L’équipe nationale, habituée du Mondial faute de concurrence dans sa région, hormis celle des USA, est sous la direction d’un Argentin, Ricardo La Volpe. Son équipe vient d’être éliminée en huitièmes de finale pour la troisième fois de rang mais a obtenu maintes louanges pour avoir résisté si longtemps à l’Argentine. Tout ça avec des joueurs qui sont restés au Mexique et n’ont pas d’expérience de grands tournois : seuls six Mexicains avaient participé à l’édition précédente.

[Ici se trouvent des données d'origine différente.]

use crate::error::ActionError;
use serde::{Deserialize, Serialize};
use std::fmt;

/// Recognized hand poses
#[derive(Debug, Clone, Copy, PartialEq, Eq, Hash, Default, Serialize, Deserialize)]
#[serde(rename_all = "SCREAMING_SNAKE_CASE")]
pub enum GestureLabel {
    ThumbsUp,
    ThumbsDown,
    OneFinger,
    TwoFingers,
    ThreeFingers,
    FourFingers,
    /// No recognizable pose, also the no-hand sentinel
    #[default]
    Unknown,
}

impl GestureLabel {
    pub const ALL: [GestureLabel; 7] = [
        GestureLabel::ThumbsUp,
        GestureLabel::ThumbsDown,
        GestureLabel::OneFinger,
        GestureLabel::TwoFingers,
        GestureLabel::ThreeFingers,
        GestureLabel::FourFingers,
        GestureLabel::Unknown,
    ];

    pub fn as_str(&self) -> &'static str {
        match self {
            GestureLabel::ThumbsUp => "THUMBS_UP",
            GestureLabel::ThumbsDown => "THUMBS_DOWN",
            GestureLabel::OneFinger => "ONE_FINGER",
            GestureLabel::TwoFingers => "TWO_FINGERS",
            GestureLabel::ThreeFingers => "THREE_FINGERS",
            GestureLabel::FourFingers => "FOUR_FINGERS",
            GestureLabel::Unknown => "UNKNOWN",
        }
    }

    /// Action identifier bound to this gesture, `None` for `Unknown`
    pub fn action_id(&self) -> Option<&'static str> {
        match self {
            GestureLabel::ThumbsUp => Some("option+a"),
            GestureLabel::ThumbsDown => Some("option+l"),
            GestureLabel::OneFinger => Some("option+1"),
            GestureLabel::TwoFingers => Some("option+2"),
            GestureLabel::ThreeFingers => Some("option+3"),
            GestureLabel::FourFingers => Some("option+4"),
            GestureLabel::Unknown => None,
        }
    }

    pub fn is_unknown(&self) -> bool {
        matches!(self, GestureLabel::Unknown)
    }

    /// Every bound gesture with its action id, in table order
    pub fn key_bindings() -> impl Iterator<Item = (GestureLabel, &'static str)> {
        Self::ALL
            .into_iter()
            .filter_map(|label| label.action_id().map(|action_id| (label, action_id)))
    }
}

impl fmt::Display for GestureLabel {
    fn fmt(&self, f: &mut fmt::Formatter<'_>) -> fmt::Result {
        f.write_str(self.as_str())
    }
}

/// A modifier chord such as `option+a`
#[derive(Debug, Clone, PartialEq, Eq)]
pub struct KeyChord {
    pub modifier: String,
    pub key: String,
}

impl KeyChord {
    pub fn parse(action_id: &str) -> Result<Self, ActionError> {
        match action_id.split_once('+') {
            Some((modifier, key)) if !modifier.is_empty() && !key.is_empty() => Ok(Self {
                modifier: modifier.to_string(),
                key: key.to_string(),
            }),
            _ => Err(ActionError::InvalidChord {
                action_id: action_id.to_string(),
            }),
        }
    }
}

impl fmt::Display for KeyChord {
    fn fmt(&self, f: &mut fmt::Formatter<'_>) -> fmt::Result {
        write!(f, "{}+{}", self.modifier, self.key)
    }
}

Champion du monde avec l’Argentine en 1978, comme troisième gardien, La Volpe a émigré au Mexique en 1979.  » Après la Coupe du Monde, notre pays a été en proie à une crise économique grave. Les clubs ont dû vendre leurs vedettes. Certains joueurs ont trouvé embauche en Europe, d’autres ont dû tenter leur chance ailleurs en Amérique latine. J’avais le choix entre le Mexique et le Pérou. J’avais déjà joué au Mexique quelques années auparavant, à l’occasion d’un match amical. On m’avait parlé d’Acapulco, où on peut passer sa vie sur la plage toute l’année. Comme l’été ne dure que deux mois en Argentine, j’ai trouvé ça tentant « . Le gardien a donc émigré. Il a gagné trois fois plus qu’en Argentine et n’y est jamais revenu.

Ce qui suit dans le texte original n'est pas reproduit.